As a little girl, I had a book of The Twelve Dancing Princesses, illustrated by Errol Le Cain. I wished with all my might to climb inside the pages and become as lovely and beautiful as those sisters. I wanted their gowns, heavy with fruit, and their long, pale hair. I wanted their extravagant nightly walks through forests of silver and gold.
Le Cain’s paintings of the princesses had enchanted me for life.
It’s not surprising that today I can see the impact of his work on my own. Stories and art – intertwined – make a strong, lasting impression. The tales and books we have as children help us grow into the knitters, writers and artists we are today. Dramatic art like LeCain’s can have a formative affect on our love of color, texture, drama and romance. I see his hand in my own knitting designs. A flower-laden scarf or leafy choker. And I see the impressions of other artists I loved in my youth, peeking through in the cables, lace, and Latvian braids that are my trade.
I suspect it’s the same for knitters everywhere. Many of us can remember cherished fairy tale books we grew up with. When we were impressionable and frightening stories of children getting eaten jumped off the page, the art of Arthur Rackham or Adrienne Ségur was there. When we swooned over dreamy castles and enchanted woods, artists Errol LeCain and Nancy Ekholm Burkert showed us the way.
Perhaps it’s just a knitter’s obsession, but I see many things in common.
For all fairy tale artists, the raw material is similar. Fairy tales are stories of transformation. They tell of ordinary objects and people that are taken over by forces they can’t see or control. The art reflects these inexplicable forces. Fairy tale art takes elemental things – wind, water and woods –and makes them visceral and wild.
As knitters, we take elemental things – sticks and string – and do the same. When we pick up the needles, we have the power to transform everyday materials into three-dimensional things of beauty. Works that can be dramatic and complex or clean and simple, rich and thick as earth or light as air, with all the colors of a good sunset or forest night. We shape knitted pieces out of nothing, and imbue them with moods, wishes and prayers.
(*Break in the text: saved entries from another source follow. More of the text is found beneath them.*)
#[cfg(test)]
mod tests {
    use super::*;
    use scenelink_core::{Camera, Color, FixedDependencies, NoDependencies, ObjectKind, Transform};

    fn peer() -> Source {
        Source::Peer(PeerId::new())
    }

    fn tags_of(records: &[Record]) -> Vec<String> {
        records.iter().map(|r| r.tag().to_string()).collect()
    }

    #[test]
    fn test_local_create_produces_send_geom_then_create() {
        let mut store = SceneStore::new();
        let mut session = ReplicationSession::default();
        store.add_object(SceneObject::geometry("cube1")).unwrap();
        session.pump(&mut store);

        let out = session.take_outbound();
        assert_eq!(out.len(), 2, "created and displayed are separate contexts");
        assert!(out[0].starts_with("SEND_GEOM { name cube1"));
        assert!(out[0].contains("\nCREATE { name cube1 }\nDONE { }\n"));
        assert_eq!(out[1], "DISPLAY { name cube1 on 1 }\nDONE { }\n");
    }

    #[test]
    fn test_non_networked_object_not_replicated() {
        let mut store = SceneStore::new();
        let mut session = ReplicationSession::default();
        store
            .add_object(SceneObject::geometry("local").with_networked(false))
            .unwrap();
        store.set_color("local", Color::BLACK).unwrap();
        store.destroy("local").unwrap();
        session.pump(&mut store);
        assert!(!session.has_outbound());
    }

    #[test]
    fn test_no_echo_while_applying_peer_context() {
        let mut store = SceneStore::new();
        let mut session = ReplicationSession::default();
        let body = "SEND_GEOM { name a class mesh kind geometry networked 1 savable 1 \
                    color { 1 0 0 } xform { 1 0 0 0 0 1 0 0 0 0 1 0 0 0 0 1 } payload AQ== }\n\
                    CREATE { name a }\nCOLOR { name a color { 0 0 1 } }\nDONE { }\n";

        let report = session.apply_context(&mut store, body, peer()).unwrap();
        assert_eq!(report.records, 3);
        assert!(report.suppressed >= 3);
        assert!(!session.has_outbound());
        assert_eq!(session.mode(), SessionMode::Idle);
        assert!(!session.is_marked("a"));
        assert_eq!(store.get("a").unwrap().color, Color::new(0.0, 0.0, 1.0));
    }

    #[test]
    fn test_edits_after_apply_replicate_again() {
        let mut store = SceneStore::new();
        let mut session = ReplicationSession::default();
        let snapshot = {
            let mut origin = SceneStore::new();
            origin.add_object(SceneObject::geometry("a")).unwrap();
            encode_context(&ReplicationSession::default().full_snapshot(
                &origin,
                &NoDependencies,
                SnapshotTarget::Peer,
            ))
        };
        session.apply_context(&mut store, &snapshot, peer()).unwrap();

        store.set_xform("a", Transform::scale(3.0)).unwrap();
        session.pump(&mut store);
        let out = session.take_outbound();
        assert_eq!(out.len(), 1);
        assert!(out[0].starts_with("XFORM { name a xform { 3 0 0 0"));
    }

    #[test]
    fn test_file_source_replicates_loaded_objects() {
        let mut store = SceneStore::new();
        let mut session = ReplicationSession::default();
        let mut origin = SceneStore::new();
        origin.add_object(SceneObject::geometry("a")).unwrap();
        let body = encode_context(&session.full_snapshot(&origin, &NoDependencies, SnapshotTarget::File));

        session.apply_context(&mut store, &body, Source::File).unwrap();
        let out = session.take_outbound();
        assert!(out.iter().any(|c| c.contains("CREATE { name a }")));
        assert!(out.iter().any(|c| c.starts_with("DISPLAY { name a on 1 }")));
    }

    #[test]
    fn test_undo_sink_sees_local_edits_only() {
        struct Shared(std::sync::Arc<std::sync::Mutex<Vec<SceneEvent>>>);
        impl UndoSink for Shared {
            fn record(&mut self, event: &SceneEvent) {
                self.0.lock().unwrap().push(event.clone());
            }
        }
        let log = std::sync::Arc::new(std::sync::Mutex::new(Vec::new()));
        let mut session = ReplicationSession::default();
        session.set_undo_sink(Box::new(Shared(log.clone())));
        let mut store = SceneStore::new();

        session
            .apply_context(&mut store, "VAR { key k value remote }\nDONE { }\n", peer())
            .unwrap();
        session
            .apply_context(&mut store, "VAR { key k value disk }\nDONE { }\n", Source::File)
            .unwrap();
        assert!(log.lock().unwrap().is_empty());

        store.set_var("k", "local");
        session.pump(&mut store);
        assert_eq!(*log.lock().unwrap(), vec![SceneEvent::VarChanged("k".into())]);
    }

    #[test]
    fn test_marker_suppresses_codec_events_while_idle() {
        let mut store = SceneStore::new();
        store.add_object(SceneObject::geometry("a")).unwrap();
        store.add_object(SceneObject::geometry("b")).unwrap();
        let mut session = ReplicationSession::default();
        session.pump(&mut store);
        session.take_outbound();

        session.while_marked(&mut store, "a", |store| {
            store.set_payload("a", vec![1]).unwrap();
            store.set_payload("b", vec![2]).unwrap();
        });
        let out = session.take_outbound();
        assert_eq!(out.len(), 1);
        assert!(out[0].starts_with("UPDATE_GEOM { name b"));
    }

    #[test]
    fn test_full_snapshot_ordering() {
        let mut store = SceneStore::new();
        for name in ["a", "b", "c", "d"] {
            store.add_object(SceneObject::geometry(name)).unwrap();
        }
        store.undisplay("b").unwrap();
        store.undisplay("c").unwrap();
        store
            .add_object(SceneObject::geometry("scratch").with_savable(false))
            .unwrap();
        let session = ReplicationSession::default();
        let oracle = FixedDependencies::new(["b"]);

        let records = session.full_snapshot(&store, &oracle, SnapshotTarget::Peer);
        assert_eq!(
            tags_of(&records),
            vec![
                "SEND_GEOM", "CREATE", "SEND_GEOM", "CREATE", "SEND_GEOM", "CREATE", "DISPLAY",
                "CHNG_CAM", "CHNG_WIN", "CHNG_VIEW", "DONE",
            ]
        );
        assert_eq!(records[1], Record::Create { name: "a".into() });
        assert_eq!(records[3], Record::Create { name: "b".into() });
        assert_eq!(records[5], Record::Create { name: "d".into() });
        assert_eq!(records[6], Record::Display { name: "b".into(), on: false });

        let to_file = session.full_snapshot(&store, &oracle, SnapshotTarget::File);
        assert!(to_file.iter().any(|r| r.tag() == tags::CHNG_IO));
    }

    #[test]
    fn test_incremental_covers_displayed_only() {
        let mut store = SceneStore::new();
        store.add_object(SceneObject::geometry("shown")).unwrap();
        store.add_object(SceneObject::geometry("hidden")).unwrap();
        store.undisplay("hidden").unwrap();

        let records = ReplicationSession::default().incremental(&store);
        assert_eq!(tags_of(&records), vec!["UPDATE_GEOM", "CHNG_CAM", "DONE"]);
        assert!(matches!(&records[0], Record::UpdateGeom { name, .. } if name == "shown"));
    }

    #[test]
    fn test_incremental_with_element_applies_on_replica() {
        let mut origin = SceneStore::new();
        origin
            .add_object(SceneObject::new("label", "text", ObjectKind::Element).with_payload(vec![4]))
            .unwrap();
        origin.add_object(SceneObject::geometry("cube")).unwrap();
        let session = ReplicationSession::default();
        let full = encode_context(&session.full_snapshot(&origin, &NoDependencies, SnapshotTarget::File));

        let mut replica = SceneStore::new();
        let mut replica_session = ReplicationSession::default();
        replica_session.apply_context(&mut replica, &full, Source::File).unwrap();

        origin.set_payload("label", vec![5, 6]).unwrap();
        origin.set_color("cube", Color::BLACK).unwrap();
        origin.set_camera(Camera {
            focal: 12.0,
            ..Camera::default()
        });
        let delta = encode_context(&session.incremental(&origin));
        let report = replica_session
            .apply_context(&mut replica, &delta, Source::File)
            .unwrap();

        assert!(report.camera_loaded);
        assert_eq!(replica.get("label").unwrap().payload, vec![5, 6]);
        assert_eq!(replica.get("cube").unwrap().color, Color::BLACK);
        assert_eq!(replica.camera().focal, 12.0);
    }

    #[test]
    fn test_file_reload_replicates_changed_attributes() {
        let mut store = SceneStore::new();
        let mut session = ReplicationSession::default();
        store.add_object(SceneObject::geometry("a")).unwrap();
        session.pump(&mut store);
        session.take_outbound();

        let mut on_disk = SceneStore::new();
        on_disk
            .add_object(SceneObject::geometry("a").with_color(Color::BLACK))
            .unwrap();
        let body = encode_context(&session.full_snapshot(&on_disk, &NoDependencies, SnapshotTarget::File));
        session.apply_context(&mut store, &body, Source::File).unwrap();

        assert_eq!(store.get("a").unwrap().color, Color::BLACK);
        let out = session.take_outbound();
        assert!(
            out.iter().any(|c| c.starts_with("COLOR { name a color { 0 0 0 } }")),
            "{out:?}"
        );

        // The same reload from a peer is an echo.
        on_disk.set_color("a", Color::WHITE).unwrap();
        let body = encode_context(&session.full_snapshot(&on_disk, &NoDependencies, SnapshotTarget::Peer));
        session.apply_context(&mut store, &body, peer()).unwrap();
        assert_eq!(store.get("a").unwrap().color, Color::WHITE);
        assert!(!session.has_outbound());
    }

    #[test]
    fn test_object_named_like_a_tag_is_rejected() {
        let mut store = SceneStore::new();
        let mut session = ReplicationSession::default();
        for name in ["DONE", "CREATE"] {
            let body = format!(
                "SEND_GEOM {{ name {name} class mesh kind geometry networked 1 savable 1 \
                 color {{ 1 1 1 }} xform {{ 1 0 0 0 0 1 0 0 0 0 1 0 0 0 0 1 }} payload \"\" }}\n\
                 CREATE {{ name {name} }}\nDONE {{ }}\n"
            );
            let err = session.apply_context(&mut store, &body, Source::File).unwrap_err();
            assert_eq!(err.index, 0);
            assert!(!err.is_protocol());
            assert_eq!(err.kind, ContextErrorKind::Apply(StoreError::ReservedName(name.into())));
            assert!(!store.registry().contains(name));
        }

        // A locally created one stays local, and later contexts still end.
        store.add_object(SceneObject::geometry("DONE")).unwrap();
        session.pump(&mut store);
        assert!(!session.has_outbound());
        let records = session.full_snapshot(&store, &NoDependencies, SnapshotTarget::Peer);
        assert!(!records.iter().any(|r| r.constructs() == Some("DONE")));
        let report = session
            .apply_context(&mut store, "VAR { key k value v }\nDONE { }\n", peer())
            .unwrap();
        assert_eq!(report.records, 1);
    }

    #[test]
    fn test_unknown_tag_aborts_keeping_prefix() {
        let mut store = SceneStore::new();
        let mut session = ReplicationSession::default();
        let body = "VAR { key a value 1 }\nFOOBAR { x 1 }\nVAR { key b value 2 }\nDONE { }\n";

        let err = session.apply_context(&mut store, body, peer()).unwrap_err();
        assert_eq!(err.index, 1);
        assert_eq!(err.tag, "FOOBAR");
        assert!(err.is_protocol());
        assert_eq!(store.var("a"), Some("1"));
        assert_eq!(store.var("b"), None);
        assert_eq!(session.mode(), SessionMode::Idle);
        assert_eq!(session.stats().contexts_failed, 1);
    }

    #[test]
    fn test_application_error_aborts() {
        let mut store = SceneStore::new();
        let mut session = ReplicationSession::default();
        let err = session
            .apply_context(&mut store, "DESTROY { name ghost }\nDONE { }\n", peer())
            .unwrap_err();
        assert!(!err.is_protocol());
        assert_eq!(
            err.kind,
            ContextErrorKind::Apply(StoreError::UnknownObject("ghost".into()))
        );
    }

    #[test]
    fn test_missing_sentinel() {
        let mut store = SceneStore::new();
        let mut session = ReplicationSession::default();
        let err = session
            .apply_context(&mut store, "VAR { key a value 1 }\n", Source::File)
            .unwrap_err();
        assert_eq!(err.kind, ContextErrorKind::Protocol(ProtocolError::MissingSentinel));
        assert_eq!(store.var("a"), Some("1"));
    }

    #[test]
    fn test_apply_twice_is_idempotent() {
        let mut origin = SceneStore::new();
        origin
            .add_object(SceneObject::geometry("a").with_color(Color::new(0.2, 0.4, 0.6)))
            .unwrap();
        origin.add_object(SceneObject::geometry("b")).unwrap();
        origin.undisplay("b").unwrap();
        let body = encode_context(&ReplicationSession::default().full_snapshot(
            &origin,
            &FixedDependencies::new(["b"]),
            SnapshotTarget::Peer,
        ));

        let mut store = SceneStore::new();
        let mut session = ReplicationSession::default();
        session.apply_context(&mut store, &body, peer()).unwrap();
        let once: Vec<_> = store.registry().iter().cloned().collect();
        let shown_once: Vec<_> = store.display_set().iter().map(String::from).collect();

        session.apply_context(&mut store, &body, peer()).unwrap();
        let twice: Vec<_> = store.registry().iter().cloned().collect();
        let shown_twice: Vec<_> = store.display_set().iter().map(String::from).collect();
        assert_eq!(once, twice);
        assert_eq!(shown_once, shown_twice);
        assert_eq!(shown_once, vec!["a".to_string()]);
    }

    #[test]
    fn test_camera_distribution_toggle() {
        let mut store = SceneStore::new();
        let mut session = ReplicationSession::new(SessionConfig {
            distribute_camera: false,
        });
        store.set_camera(Default::default());
        session.pump(&mut store);
        assert!(!session.has_outbound());

        let body = encode_context(&session.incremental(&store));
        let report = session.apply_context(&mut store, &body, Source::File).unwrap();
        assert!(report.camera_loaded);
    }
}
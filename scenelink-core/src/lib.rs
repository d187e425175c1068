//! # scenelink-core: Scene data model shared by every replica
//!
//! The scene is a named collection of objects plus a handful of global
//! state blocks (camera, window, view, I/O). Everything that mutates it goes
//! through [`SceneStore`], which queues a [`SceneEvent`] for every change so
//! the replication layer can decide what to send to peers.
//!
//! ```text
//! ┌──────────────────────────────────────────────┐
//! │ SceneStore                                   │
//! │  ├── ObjectRegistry   name → SceneObject     │
//! │  ├── DisplaySet       visible names          │
//! │  ├── Camera / WindowState / ViewState / Io   │
//! │  ├── vars             global variables       │
//! │  └── EventQueue       SceneEvent FIFO ───────┼──► replication
//! └──────────────────────────────────────────────┘
//! ```
//!
//! ## Modules
//!
//! - [`object`]: `SceneObject`, its serializable state and patches
//! - [`registry`]: insertion-ordered object registry
//! - [`display`]: display set with buffered (bulk-load) mode
//! - [`events`]: notification types and queue
//! - [`globals`]: camera, window, view and I/O state
//! - [`store`]: the mutation API
//! - [`hooks`]: collaborator traits (payload codecs, dependency oracle, undo)

pub mod display;
pub mod events;
pub mod globals;
pub mod hooks;
pub mod object;
pub mod registry;
pub mod store;

pub use display::DisplaySet;
pub use events::{EventQueue, SceneEvent};
pub use globals::{Camera, ClipPlane, Color, IoState, ViewState, WindowState};
pub use hooks::{
    DependencyOracle, FixedDependencies, NoDependencies, OpaquePayload, PayloadCodec, UndoSink,
};
pub use object::{ObjectKind, ObjectPatch, SceneObject, Transform};
pub use registry::ObjectRegistry;
pub use store::{SceneStore, StoreError};
//! A replicating scene node.
//!
//! ```text
//!  TcpListener ──accept──┐
//!                        ▼
//!  reader tasks ──NetEvent──►  ┌──────── run() ────────┐  ──NodeEvent──► observer
//!                              │ SceneStore            │
//!  NodeHandle ──NodeCommand──► │ ReplicationSession    │
//!                              │ PeerRegistry          │
//!                              └───────────┬───────────┘
//!                                          ▼
//!                                   writer tasks ──► sockets
//! ```
//!
//! One task owns all scene state; socket I/O happens in per-connection
//! reader and writer tasks that talk to it over channels. Nothing is
//! shared, so there are no locks. Within a connection, contexts are
//! applied in arrival order.

use std::net::SocketAddr;
use std::path::PathBuf;
use std::time::Duration;

use rustc_hash::FxHashMap;
use scenelink_core::{DependencyOracle, NoDependencies, PayloadCodec, SceneStore, UndoSink};
use thiserror::Error;
use tokio::io::{AsyncReadExt, AsyncWriteExt};
use tokio::net::tcp::{OwnedReadHalf, OwnedWriteHalf};
use tokio::net::{TcpListener, TcpStream};
use tokio::sync::{mpsc, oneshot};
use tokio::task::JoinHandle;

use crate::config::NodeConfig;
use crate::connection::{ConnectionError, PeerConnection, PeerId};
use crate::peers::{PeerRegistry, RegistryStats};
use crate::persist::{self, LoadError, LoadOutcome, SaveError, SceneLoader};
use crate::protocol::{MessageType, PeerMessage, ProtocolError};
use crate::session::{
    encode_context, ContextError, ContextErrorKind, ReplicationSession, SessionStats,
    SnapshotTarget, Source,
};

#[derive(Error, Debug)]
pub enum NodeError {
    #[error("cannot bind {addr}: {source}")]
    Bind {
        addr: String,
        #[source]
        source: std::io::Error,
    },

    #[error(transparent)]
    Connection(#[from] ConnectionError),

    #[error(transparent)]
    Load(#[from] LoadError),

    #[error(transparent)]
    Save(#[from] SaveError),

    #[error("node has stopped")]
    Stopped,
}
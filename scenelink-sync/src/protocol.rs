//! Peer-to-peer control protocol.
//!
//! Every socket frame carries one bincode-encoded [`PeerMessage`]:
//! ```text
//! ┌──────────┬──────────────────────────────┐
//! │ msg_type │ payload                      │
//! │ 1 byte   │ variable (depends on type)   │
//! └──────────┴──────────────────────────────┘
//! ```
//!
//! `Context` messages carry replication contexts in the tagged-field text
//! form (see [`crate::text`]); the remaining types are handshake and
//! housekeeping messages that never appear in files.

use serde::{Deserialize, Serialize};
use thiserror::Error;

/// Message types for the peer protocol.
#[derive(Debug, Clone, Copy, PartialEq, Eq, Serialize, Deserialize)]
#[repr(u8)]
pub enum MessageType {
    /// Replication context (records terminated by `DONE`)
    Context = 1,
    /// Handshake carrying the sender's listening port
    Identify = 2,
    /// Address of another peer to connect to
    AddConnection = 3,
    /// Free-text diagnostic
    Text = 4,
    /// Inner message gated by a named filter
    Broadcast = 5,
    /// Barrier marker
    Barrier = 6,
    /// Sender is leaving
    Quit = 7,
}

/// Address hint sent by the rendezvous peer.
#[derive(Debug, Clone, PartialEq, Eq, Serialize, Deserialize)]
pub struct PeerHint {
    pub host: String,
    pub port: u16,
}

#[derive(Debug, Clone, Serialize, Deserialize)]
struct FilteredEnvelope {
    filter: String,
    inner: Vec<u8>,
}

/// Top-level protocol message.
#[derive(Debug, Clone, PartialEq, Eq, Serialize, Deserialize)]
pub struct PeerMessage {
    pub msg_type: MessageType,
    pub payload: Vec<u8>,
}

impl PeerMessage {
    fn new(msg_type: MessageType, payload: Vec<u8>) -> Self {
        Self { msg_type, payload }
    }

    /// A replication context.
    pub fn context(body: impl Into<String>) -> Self {
        Self::new(MessageType::Context, body.into().into_bytes())
    }

    pub fn identify(listen_port: u16) -> Self {
        Self::new(MessageType::Identify, listen_port.to_be_bytes().to_vec())
    }

    pub fn add_connection(host: impl Into<String>, port: u16) -> Result<Self, ProtocolError> {
        let hint = PeerHint {
            host: host.into(),
            port,
        };
        Ok(Self::new(MessageType::AddConnection, to_bytes(&hint)?))
    }

    pub fn text(text: impl Into<String>) -> Self {
        Self::new(MessageType::Text, text.into().into_bytes())
    }

    /// Wrap `inner` so that only receivers accepting `filter` process it.
    pub fn broadcast(filter: impl Into<String>, inner: &PeerMessage) -> Result<Self, ProtocolError> {
        let envelope = FilteredEnvelope {
            filter: filter.into(),
            inner: inner.encode()?,
        };
        Ok(Self::new(MessageType::Broadcast, to_bytes(&envelope)?))
    }

    pub fn barrier() -> Self {
        Self::new(MessageType::Barrier, Vec::new())
    }

    pub fn quit() -> Self {
        Self::new(MessageType::Quit, Vec::new())
    }

    /// Serialize to binary wire format.
    pub fn encode(&self) -> Result<Vec<u8>, ProtocolError> {
        to_bytes(self)
    }

    /// Deserialize from binary wire format.
    pub fn decode(bytes: &[u8]) -> Result<Self, ProtocolError> {
        from_bytes(bytes)
    }

    // ─── Typed payload accessors ────────────────────────────────

    pub fn context_body(&self) -> Result<&str, ProtocolError> {
        self.expect(MessageType::Context)?;
        std::str::from_utf8(&self.payload).map_err(|_| ProtocolError::InvalidUtf8)
    }

    pub fn identify_port(&self) -> Result<u16, ProtocolError> {
        self.expect(MessageType::Identify)?;
        let bytes: [u8; 2] = self
            .payload
            .as_slice()
            .try_into()
            .map_err(|_| ProtocolError::Deserialization("identify payload is not a port".into()))?;
        Ok(u16::from_be_bytes(bytes))
    }

    pub fn hint(&self) -> Result<PeerHint, ProtocolError> {
        self.expect(MessageType::AddConnection)?;
        from_bytes(&self.payload)
    }

    pub fn text_body(&self) -> Result<&str, ProtocolError> {
        self.expect(MessageType::Text)?;
        std::str::from_utf8(&self.payload).map_err(|_| ProtocolError::InvalidUtf8)
    }

    /// Filter name and wrapped message of a `Broadcast`.
    pub fn filtered(&self) -> Result<(String, PeerMessage), ProtocolError> {
        self.expect(MessageType::Broadcast)?;
        let envelope: FilteredEnvelope = from_bytes(&self.payload)?;
        Ok((envelope.filter, PeerMessage::decode(&envelope.inner)?))
    }

    fn expect(&self, expected: MessageType) -> Result<(), ProtocolError> {
        if self.msg_type != expected {
            return Err(ProtocolError::InvalidMessageType {
                expected,
                actual: self.msg_type,
            });
        }
        Ok(())
    }
}

fn to_bytes<T: Serialize>(value: &T) -> Result<Vec<u8>, ProtocolError> {
    bincode::serde::encode_to_vec(value, bincode::config::standard())
        .map_err(|e| ProtocolError::Serialization(e.to_string()))
}

fn from_bytes<T: for<'de> Deserialize<'de>>(bytes: &[u8]) -> Result<T, ProtocolError> {
    let (value, _) = bincode::serde::decode_from_slice(bytes, bincode::config::standard())
        .map_err(|e| ProtocolError::Deserialization(e.to_string()))?;
    Ok(value)
}

/// Errors in message envelopes or context bodies.
#[derive(Error, Debug, Clone, PartialEq)]
pub enum ProtocolError {
    #[error("serialization error: {0}")]
    Serialization(String),

    #[error("deserialization error: {0}")]
    Deserialization(String),

    #[error("expected {expected:?} message, got {actual:?}")]
    InvalidMessageType {
        expected: MessageType,
        actual: MessageType,
    },

    #[error("payload is not valid UTF-8")]
    InvalidUtf8,

    #[error("unresolved tag '{0}'")]
    UnknownTag(String),

    #[error("{tag}: field '{field}' {reason}")]
    MalformedField {
        tag: String,
        field: String,
        reason: String,
    },

    #[error("line {line}: expected {expected}, found '{found}'")]
    UnexpectedToken {
        line: usize,
        expected: &'static str,
        found: String,
    },

    #[error("line {line}: unterminated {what}")]
    Unterminated { line: usize, what: &'static str },

    #[error("context ended without DONE")]
    MissingSentinel,
}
The similarities don’t end there.
Perhaps one of the best known fairy tale artists is Arthur Rackham, an English illustrator and one of the leading artists from the Golden Age of book illustration in the early 1900s. Rackham’s illustrations are full of women whose long, luscious hair and gossamer shawls stream in an ever-present wind. The women’s wraps unfurl against foreboding, smudgy clouds. Rackham’s colors are rich and deep, blood rust, navy blue, iron sky. His illustrations incorporate repetitive lines and motifs. Rock strata swirling like short-row stripes, a lake’s surface as complex and peaceful as lace.
His Undine – a mermaid – wears garments with a loft and flow that bring to mind a sheer knitted shawl of the finest Icelandic wool. It’s a generosity and drama that a child would never forget, and that a grown knitter might dare to recreate.
Nancy Ekholm Burkert’s haunting and wistful pencil and watercolor illustrations made my heart race as a girl. Her 1972 Snow White and the Seven Dwarfs contained a darkness I’d never known. When I absorbed those pages, I was right there in the woods with Snow White, so alone, tripping over roots and running from hidden animals. Her gently terrifying forest brings to mind gnarled cables and glinting, eye-like beads.
Over thirty years later, Burkert’s wicked stepmother crafting her poison apple is still fresh in mind. When I had the chance to try yarn dyeing, that illustration inspired me to attempt a colorway far beyond my capability. One that would capture the tinge of blood in the color of her dress, swirling out against the black recesses of her room, and the subtle, pale shades of her terrible apple.
The Golden Book of Fairy Tales was central to many a child’s book collection in the 1960s and 1970s. A terrifying book, it was filled with children losing limbs and being abandoned in the woods or carried away by enchanted cats and hounds. Eerie illustrations by French artist Adrienne Ségur featured languid princesses and set an otherworldly tone. Her vacant-eyed heroines, each shedding a single tear, must be remembered vividly by any child who owned one of her books.
Adrienne Ségur’s palette was unique, with mustardy golds and browns juxtaposed with the freshest green and pops of pink. When I look at her paintings, I see unlikely and bold combinations for colorwork. In Ségur’s paintings of woodland magic, I see owl-shaped cables with vaguely threatening button eyes, and hundreds of different ways to knit leaves.
We knitters are visual people, working with color, texture and pattern every time we pick up the needles and add a new yarn, or sit to sketch a sweater or shawl. For many of us, the visual representation of fairy tales is vivid in our memories.
It’s not that we consciously remember these things when we’re considering the drape of a garment or the halo of the perfect yarn. We carry the memories inside. It’s now, as an adult and a fiber artist, that I can see my own work in those illustrations. I can see the things I make – and what I find epic and wonderful – lurking there, invisible as the prince in LeCain’s underground boats.